The Employment Equality Acts 1998-2015 defines sexual harassment as “any form of unwanted verbal, non-verbal or physical conduct of a sexual nature, which has the purpose or effect of violating a person’s dignity and creating an intimidating, hostile, degrading, humiliating or offensive environment for the person”.
In line with the current laws, sexual harassment is defined in a subjective way and sexual harassment constitutes discrimination by the victim’s employer in relation to the victim’s conditions of employment. Sexual harassment can take many forms such as actions, gestures, spoken or written words, e-mails, text messages and social media posts.
It is important to note that sexual harassment can be carried out by the employer, a fellow employee, or a client, a customer, a business contact of the employer or anyone the employer could reasonably expect the worker to come into contact with during the course of their work. It is also important for all companies to understand that sexual harassment can take place at work, on a training course, on a work trip, at a work social event or any other occasion connected with a job.
How the person feels about the behaviour can decide what constitutes harassment. For example, a simple joke to one person may be interpreted the same way by another person who may feel it was an unwanted sexual natured joke which they felt violated their dignity or they would argue that it created an offensive environment as a result of the joke. The laws governing sexual harassment are concerned with the effect the conduct has on the victim and not the intention of the alleged person who has committed this conduct. The Code of Practice also outlines “it is an essential characteristic of sexual harassment that it is unwanted by the recipient, that is for each individual to determine what behaviour is acceptable to them and what they regard as offensive".
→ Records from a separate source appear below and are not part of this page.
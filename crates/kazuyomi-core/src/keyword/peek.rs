use crate::types::{ElementCategory, Elements, TokenRange};

use super::manager::KeywordManager;

/// Literal terms found by a case-sensitive scan before tokenization.
const PEEK_ENTRIES: &[(ElementCategory, &[&str])] = &[
    (ElementCategory::AudioTerm, &["Dual Audio"]),
    (ElementCategory::VideoTerm, &["H264", "H.264", "h264", "h.264"]),
    (ElementCategory::VideoResolution, &["480p", "720p", "1080p"]),
    (ElementCategory::Source, &["Blu-Ray"]),
];

impl KeywordManager {
    /// Scans `filename[range]` for a few multi-part terms the tokenizer would
    /// otherwise split ("Dual Audio", "H.264", "Blu-Ray").
    ///
    /// Every occurrence is appended to `elements` and its span pushed to
    /// `reserved` so the tokenizer keeps it whole. A range outside the
    /// filename, or not on character boundaries, scans nothing.
    pub fn peek_and_add(
        &self,
        filename: &str,
        range: TokenRange,
        elements: &mut Elements,
        reserved: &mut Vec<TokenRange>,
    ) {
        let Some(window) = range.end().and_then(|end| filename.get(range.offset..end)) else {
            return;
        };

        for &(category, keywords) in PEEK_ENTRIES {
            for keyword in keywords {
                for (position, matched) in window.match_indices(keyword) {
                    elements.insert(category, matched);
                    reserved.push(TokenRange::new(range.offset + position, matched.len()));
                }
            }
        }
    }
}
pub mod element;
pub mod token;

pub use element::{Element, ElementCategory, Elements};
pub use token::{Token, TokenCategory, TokenFlags, TokenRange, Tokens};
Unlike bullying, which must relate to "repeated inappropriate behaviour", sexual harassment can exist of a single once-off incident.
Company Harassment Policy
There is a statutory obligation on employers to put in place adequate safeguards against inappropriate conduct from all of the above categories of persons.
The Department of Justice, Equality and Law Reform produced an updated Code of Practice on Sexual Harassment and Harassment in 2012. The code seeks to promote the development and implementation of policies and procedures which establish working environments free of sexual harassment and harassment and in which the dignity of everyone is respected.
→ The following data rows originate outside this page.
#[cfg(test)]
mod tests {
    use super::*;
    use crate::parser::context::ParseContext;
    use crate::parser::number::NumberParser;
    use crate::types::{Elements, Tokens};

    /// Runs the episode cascade over a one-token list.
    fn episode(word: &str) -> (bool, Tokens, Elements) {
        let parser = NumberParser::new().unwrap();
        let mut tokens: Tokens = vec![Token::new(TokenCategory::Unknown, word, false)].into();
        let mut elements = Elements::new();
        let mut context = ParseContext::new();
        let matched = parser
            .session(&mut tokens, &mut elements, &mut context)
            .match_episode_patterns(word, 0);
        (matched, tokens, elements)
    }

    fn volume(word: &str) -> (bool, Elements) {
        let parser = NumberParser::new().unwrap();
        let mut tokens: Tokens = vec![Token::new(TokenCategory::Unknown, word, false)].into();
        let mut elements = Elements::new();
        let mut context = ParseContext::new();
        let matched = parser
            .session(&mut tokens, &mut elements, &mut context)
            .match_volume_patterns(word, 0);
        (matched, elements)
    }

    #[test]
    fn test_guards() {
        let bounded = Shape::of("01v2").unwrap();
        let text_front = Shape::of("OP4a").unwrap();
        let partial = Shape::of("4a").unwrap();

        assert!(Guard::Bounded.admits(bounded));
        assert!(!Guard::Bounded.admits(partial));
        assert!(Guard::TextFront.admits(text_front));
        assert!(Guard::NumericFrontTextBack.admits(partial));
        assert!(Guard::NumericFront.admits(partial));
        assert!(!Guard::NumericBack.admits(text_front));
        assert!(Shape::of("").is_none());
    }

    #[test]
    fn test_numeric_words_are_left_alone() {
        let (matched, tokens, elements) = episode("08");
        assert!(!matched);
        assert!(elements.is_empty());
        assert_eq!(tokens[0].category, TokenCategory::Unknown);

        assert!(!episode("").0);
        assert!(!episode(" - ").0);
    }

    #[test]
    fn test_single_episode_with_version() {
        let (matched, tokens, elements) = episode("01v2");
        assert!(matched);
        assert_eq!(elements.get(ElementCategory::EpisodeNumber), Some("1"));
        assert_eq!(elements.get(ElementCategory::ReleaseVersion), Some("2"));
        assert_eq!(tokens[0].category, TokenCategory::Identifier);
    }

    #[test]
    fn test_multi_episode_range() {
        let (matched, _, elements) = episode("03-05v2");
        assert!(matched);
        assert_eq!(elements.get_all(ElementCategory::EpisodeNumber), vec!["3", "5"]);
        assert_eq!(elements.get_all(ElementCategory::ReleaseVersion), vec!["2"]);

        let (matched, _, elements) = episode("01v2-02v3");
        assert!(matched);
        assert_eq!(elements.get_all(ElementCategory::ReleaseVersion), vec!["2", "3"]);
    }

    #[test]
    fn test_descending_ranges_are_rejected() {
        for word in ["5-2", "009-1", "05-05"] {
            let (matched, _, elements) = episode(word);
            assert!(!matched, "{word}");
            assert!(elements.is_empty(), "{word}");
        }
    }

    #[test]
    fn test_fractional_episode() {
        let (matched, _, elements) = episode("07.5");
        assert!(matched);
        assert_eq!(elements.get(ElementCategory::EpisodeNumber), Some("7.5"));
        assert!(!episode("07.4").0);
    }

    #[test]
    fn test_season_and_episode() {
        let (matched, _, elements) = episode("S01E03");
        assert!(matched);
        assert_eq!(elements.get_all(ElementCategory::AnimeSeason), vec!["1"]);
        assert_eq!(elements.get_all(ElementCategory::EpisodeNumber), vec!["3"]);

        let (_, _, elements) = episode("S01-02xE001-150");
        assert_eq!(elements.get_all(ElementCategory::AnimeSeason), vec!["1", "2"]);
        assert_eq!(elements.get_all(ElementCategory::EpisodeNumber), vec!["1", "150"]);

        let (_, _, elements) = episode("2x01");
        assert_eq!(elements.get(ElementCategory::AnimeSeason), Some("2"));
        assert_eq!(elements.get(ElementCategory::EpisodeNumber), Some("1"));

        let (_, _, elements) = episode("s02e11v2");
        assert_eq!(elements.get(ElementCategory::EpisodeNumber), Some("11"));
        assert_eq!(elements.get(ElementCategory::ReleaseVersion), Some("2"));
    }

    #[test]
    fn test_season_zero_is_rejected() {
        let (matched, _, elements) = episode("S00E01");
        assert!(!matched);
        assert!(elements.is_empty());
    }

    #[test]
    fn test_number_sign() {
        let (matched, _, elements) = episode("#01-03v2");
        assert!(matched);
        assert_eq!(elements.get_all(ElementCategory::EpisodeNumber), vec!["1", "3"]);
        assert_eq!(elements.get(ElementCategory::ReleaseVersion), Some("2"));

        let (_, _, elements) = episode("#12");
        assert_eq!(elements.get(ElementCategory::EpisodeNumber), Some("12"));

        assert!(!episode("#9999").0);
    }

    #[test]
    fn test_type_and_episode_splits_token() {
        let parser = NumberParser::new().unwrap();
        let mut tokens: Tokens = vec![
            Token::new(TokenCategory::Unknown, "Show", false),
            Token::new(TokenCategory::Delimiter, " ", false).at(4),
            Token::new(TokenCategory::Unknown, "OP4a", false).at(5),
        ]
        .into();
        let mut elements = Elements::new();
        let mut context = ParseContext::new();
        let mut session = parser.session(&mut tokens, &mut elements, &mut context);

        assert!(session.match_episode_patterns("OP4a", 2));

        assert_eq!(tokens.len(), 4);
        assert_eq!(tokens[2].content, "OP");
        assert_eq!(tokens[2].category, TokenCategory::Unknown);
        assert_eq!(tokens[2].offset, 5);
        assert_eq!(tokens[3].content, "4a");
        assert_eq!(tokens[3].category, TokenCategory::Identifier);
        assert_eq!(tokens[3].offset, 7);

        assert_eq!(elements.get(ElementCategory::AnimeType), Some("OP"));
        assert_eq!(elements.get(ElementCategory::EpisodeNumber), Some("4a"));
    }

    #[test]
    fn test_type_and_episode_keeps_identifiable_prefix_category() {
        let mut keywords = KeywordManager::empty();
        keywords.register(
            ElementCategory::AnimeType,
            crate::keyword::KeywordOptions::DEFAULT,
            ["CM"],
        );
        let parser = NumberParser::with_keywords(&keywords).unwrap();
        let mut tokens: Tokens = vec![Token::new(TokenCategory::Unknown, "CM02", true)].into();
        let mut elements = Elements::new();
        let mut context = ParseContext::new();

        assert!(parser
            .session(&mut tokens, &mut elements, &mut context)
            .match_episode_patterns("CM02", 0));
        assert_eq!(tokens[0].category, TokenCategory::Identifier);
        assert!(tokens[0].enclosed);
        assert_eq!(tokens[1].content, "02");
        assert_eq!(elements.get(ElementCategory::EpisodeNumber), Some("2"));
    }

    #[test]
    fn test_unknown_type_prefix_does_not_split() {
        let (matched, tokens, elements) = episode("XYZ4a");
        assert!(!matched);
        assert_eq!(tokens.len(), 1);
        assert!(elements.is_empty());
    }

    #[test]
    fn test_partial_episode() {
        let (matched, _, elements) = episode("111C");
        assert!(matched);
        assert_eq!(elements.get(ElementCategory::EpisodeNumber), Some("111C"));

        assert!(!episode("4d").0);
        assert!(!episode("4ab").0);
    }

    #[test]
    fn test_japanese_counter() {
        let (matched, _, elements) = episode("01\u{8A71}");
        assert!(matched);
        assert_eq!(elements.get(ElementCategory::EpisodeNumber), Some("1"));
    }

    #[test]
    fn test_input_is_trimmed() {
        let (matched, _, elements) = episode("-01v2 ");
        assert!(matched);
        assert_eq!(elements.get(ElementCategory::EpisodeNumber), Some("1"));
    }

    #[test]
    fn test_volume_patterns() {
        let (matched, elements) = volume("01v2");
        assert!(matched);
        assert_eq!(elements.get(ElementCategory::VolumeNumber), Some("1"));
        assert_eq!(elements.get(ElementCategory::ReleaseVersion), Some("2"));

        let (matched, elements) = volume("01-02v3");
        assert!(matched);
        assert_eq!(elements.get_all(ElementCategory::VolumeNumber), vec!["1", "2"]);
        assert_eq!(elements.get(ElementCategory::ReleaseVersion), Some("3"));

        assert!(!volume("03-01").0);
        assert!(!volume("05").0);
        assert!(!volume("S01E02").0);
        assert!(!volume("4a").0);
    }
}
//! # Test token lists
//!
//! Splits readable filenames into bracket, delimiter and unknown tokens so
//! whole-list tests can be written as strings. Real tokenization (extension
//! removal, delimiter voting, peeked spans) belongs to the caller.

use crate::types::{Token, TokenCategory, Tokens};

/// Delimiter characters; `.` and `-` stay inside tokens so "07.5" and
/// "S01-02" survive intact.
const DELIMITERS: &[char] = &[' ', '_'];

const OPEN_BRACKETS: &[char] = &['[', '(', '{', '「', '【'];
const CLOSE_BRACKETS: &[char] = &[']', ')', '}', '」', '】'];

/// Tokenize `input` the way the parse orchestrator would for simple names.
pub(crate) fn tokenize(input: &str) -> Tokens {
    let mut tokens = Tokens::new();
    let mut enclosed = false;
    let mut current_start = 0;

    for (idx, c) in input.char_indices() {
        let is_open = OPEN_BRACKETS.contains(&c);
        let is_close = CLOSE_BRACKETS.contains(&c);
        if !is_open && !is_close && !DELIMITERS.contains(&c) {
            continue;
        }

        if idx > current_start {
            tokens.push(
                Token::new(TokenCategory::Unknown, &input[current_start..idx], enclosed)
                    .at(current_start),
            );
        }

        if is_open {
            enclosed = true;
            tokens.push(Token::new(TokenCategory::Bracket, c.to_string(), true).at(idx));
        } else if is_close {
            tokens.push(Token::new(TokenCategory::Bracket, c.to_string(), true).at(idx));
            enclosed = false;
        } else {
            tokens.push(Token::new(TokenCategory::Delimiter, c.to_string(), enclosed).at(idx));
        }
        current_start = idx + c.len_utf8();
    }

    if current_start < input.len() {
        tokens.push(
            Token::new(TokenCategory::Unknown, &input[current_start..], enclosed)
                .at(current_start),
        );
    }

    tokens
}

#[test]
fn tokenize_brackets_and_delimiters() {
    let tokens = tokenize("[Group] Show_-_08 (114)");
    let contents: Vec<_> = tokens.iter().map(|t| t.content.as_str()).collect();
    assert_eq!(
        contents,
        vec!["[", "Group", "]", " ", "Show", "_", "-", "_", "08", " ", "(", "114", ")"]
    );
    assert!(tokens[1].enclosed);
    assert!(!tokens[4].enclosed);
    assert_eq!(tokens[8].offset, 15);
    assert_eq!(tokens[0].category, TokenCategory::Bracket);
    assert_eq!(tokens[3].category, TokenCategory::Delimiter);
}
Sexual Harassment Complaints
A complaint of sexual harassment is both serious and complex as is the intervention required for resolution and so we suggest that you contact The HR Suite immediately who will be able to advise and guide you in dealing with the compliant fairly and proactively. However the first thing to ensure is that you follow your own Dignity & Respect at Work policy and the procedure outlined within it.
Vicarious Liability provides that where an employee commits any wrongdoing in the course of their employment you, as the employer, can be held vicariously liable for the actions of your employee because the employer is in control of the actions that the employee carries out in the course of their employment.
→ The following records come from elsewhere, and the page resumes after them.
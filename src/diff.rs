//! Differential filter: keep only the errors absent from a baseline run.

use std::collections::HashSet;

use crate::types::{Finding, Fingerprint, LintResult};

/// Subtract the original run's error fingerprints from the updated
/// run's results.
///
/// Kept findings stay grouped per originating result (file paths
/// preserved); results left with no errors are dropped. This is set
/// subtraction, not sequence alignment: an error that moved lines
/// because of an unrelated edit counts as new.
pub fn filter_new_errors(original: &[LintResult], updated: Vec<LintResult>) -> Vec<LintResult> {
    let known: HashSet<Fingerprint> = original
        .iter()
        .flat_map(|r| r.errors.iter().map(Finding::fingerprint))
        .collect();

    updated
        .into_iter()
        .filter_map(|result| {
            let fresh: Vec<Finding> = result
                .errors
                .into_iter()
                .filter(|f| !known.contains(&f.fingerprint()))
                .collect();
            if fresh.is_empty() {
                None
            } else {
                Some(LintResult {
                    errors: fresh,
                    warnings: Vec::new(),
                })
            }
        })
        .collect()
}

#[cfg(test)]
mod tests {
    use super::*;

    fn result_with(findings: &[(usize, usize, &str)]) -> LintResult {
        let mut result = LintResult::new();
        for &(line, column, message) in findings {
            result.add_error(Finding::new(line, column, message));
        }
        result
    }

    #[test]
    fn identical_runs_subtract_to_nothing() {
        let baseline = vec![result_with(&[(3, 1, "Unclosed bracket: '('")])];
        let updated = vec![result_with(&[(3, 1, "Unclosed bracket: '('")])];
        assert!(filter_new_errors(&baseline, updated).is_empty());
    }

    #[test]
    fn only_new_fingerprints_survive() {
        let baseline = vec![result_with(&[(3, 1, "Unclosed bracket: '('")])];
        let updated = vec![result_with(&[
            (3, 1, "Unclosed bracket: '('"),
            (5, 2, "Mismatched bracket: ')'"),
        ])];

        let new = filter_new_errors(&baseline, updated);
        assert_eq!(new.len(), 1);
        assert_eq!(new[0].errors.len(), 1);
        assert_eq!(new[0].errors[0].line, 5);
        assert_eq!(new[0].errors[0].column, 2);
    }

    #[test]
    fn fingerprints_compare_across_file_paths() {
        let mut old = result_with(&[(2, 4, "boom")]);
        old.set_file_path("before.lua");
        let mut new = result_with(&[(2, 4, "boom")]);
        new.set_file_path("after.lua");

        assert!(filter_new_errors(&[old], vec![new]).is_empty());
    }

    #[test]
    fn empty_groups_are_discarded_but_grouping_is_kept() {
        let baseline = vec![result_with(&[(1, 1, "a")])];
        let updated = vec![
            result_with(&[(1, 1, "a")]),
            result_with(&[(9, 9, "b"), (10, 1, "c")]),
        ];

        let new = filter_new_errors(&baseline, updated);
        assert_eq!(new.len(), 1);
        assert_eq!(new[0].errors.len(), 2);
    }

    #[test]
    fn empty_baseline_keeps_everything() {
        let updated = vec![result_with(&[(1, 1, "a")])];
        let new = filter_new_errors(&[], updated);
        assert_eq!(new.len(), 1);
    }
}
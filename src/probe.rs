//! External tool availability, resolved against PATH and memoized.

use std::collections::HashMap;

use parking_lot::RwLock;

/// Process-lifetime cache of which executables exist on the search path.
///
/// The probe is an explicit value owned by the `Linter` and passed into
/// the runner by reference, never an implicit global: tests pre-seed
/// verdicts with `set_available` instead of depending on the host
/// environment.
#[derive(Debug, Default)]
pub struct ToolProbe {
    cache: RwLock<HashMap<String, bool>>,
}

impl ToolProbe {
    pub fn new() -> Self {
        Self::default()
    }

    /// Whether `executable` resolves on the search path.
    ///
    /// Lookup failures (unset PATH, I/O errors) count as unavailable;
    /// this never panics.
    pub fn is_available(&self, executable: &str) -> bool {
        if let Some(&known) = self.cache.read().get(executable) {
            return known;
        }
        let available = which::which(executable).is_ok();
        self.cache.write().insert(executable.to_string(), available);
        available
    }

    /// Pre-seed an availability verdict, bypassing PATH resolution.
    pub fn set_available(&self, executable: &str, available: bool) {
        self.cache.write().insert(executable.to_string(), available);
    }

    /// Drop all memoized verdicts so the next lookup re-resolves.
    pub fn invalidate(&self) {
        self.cache.write().clear();
    }
}
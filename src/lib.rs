//! lintfall: pluggable lint engine with external tools and a heuristic
//! fallback.
//!
//! Given a source file or an in-memory code string, lintfall resolves
//! the language from the file extension, runs that language's external
//! check command when it is installed, and otherwise falls back to a
//! built-in heuristic analyzer (a bracket/string state machine plus
//! per-language pattern checks). It can also lint differentially:
//! compare two versions of a file and report only the errors the edit
//! introduced.
//!
//! # Example
//!
//! ```ignore
//! use lintfall::{Lang, Linter};
//!
//! let linter = Linter::new();
//! let results = linter.lint("if x = 1 then return end", Some(Lang::Lua));
//! for result in &results {
//!     for finding in &result.errors {
//!         println!("{}:{}: {}", finding.line, finding.column, finding.message);
//!     }
//! }
//! ```

pub mod analyzer;
pub mod cli;
pub mod diff;
pub mod error;
pub mod linter;
pub mod probe;
pub mod profile;
pub mod runner;
pub mod types;

// Re-export commonly used types
pub use analyzer::analyze;
pub use diff::filter_new_errors;
pub use error::{LintfallError, Result};
pub use linter::{LintInput, Linter};
pub use probe::ToolProbe;
pub use profile::{profile_for, CommentStyle, Lang, LanguageProfile};
pub use runner::{run_check_tool, ToolOutcome};
pub use types::{Finding, Fingerprint, LintReport, LintResult};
Organisations are legally liable for sexual harassment by their employees, even if the organisation itself is not at fault. Employees have six months to take a claim before the WRC however this time limit can be increased to 12 months if reasonable cause for the delay can be shown. However, Section 14A (2) of the EEA provides an employer with a full defence against a claim of harassment or sexual harassment where the employer may prove they took such steps as were reasonably practicable to:
- Prevent the person from harassing or sexually harassing the victim or any class of persons which includes the victim; and
- Prevent the victim from being treated differently in the workplace or otherwise in the course of the victim’s employment and, if and so far as any such treatment has occurred, to reverse its effects.
Sexual Harassment Claims
All claims of sexual harassment have potential to be costly for companies. The WRC has taken a strong stance on this issue with cases often resulting in the maximum award to an employee of two years’ gross salary. An employee may also be entitled to bring a claim for compensation for personal injury to the civil courts. Personal injury claims are heard in a public forum and, therefore, can also cause significant reputational harm for the company, regardless of the outcome and the awards are often much larger than awards from the WRC.
There is a statutory obligation on employers to put in place adequate safeguards against inappropriate conduct. It is imperative that employers ensure they have adequate "preventative" and "curative" systems in place to minimise the risk of sexual harassment in the workplace. The following is list of measures all companies should put in place to minimise the risk:
- Ensure you have a comprehensive Dignity & Respect at Work Policy in your company handbook. You must ensure that all employees have signed off they have read and understood the same, the handbook should be easily accessible by all employees.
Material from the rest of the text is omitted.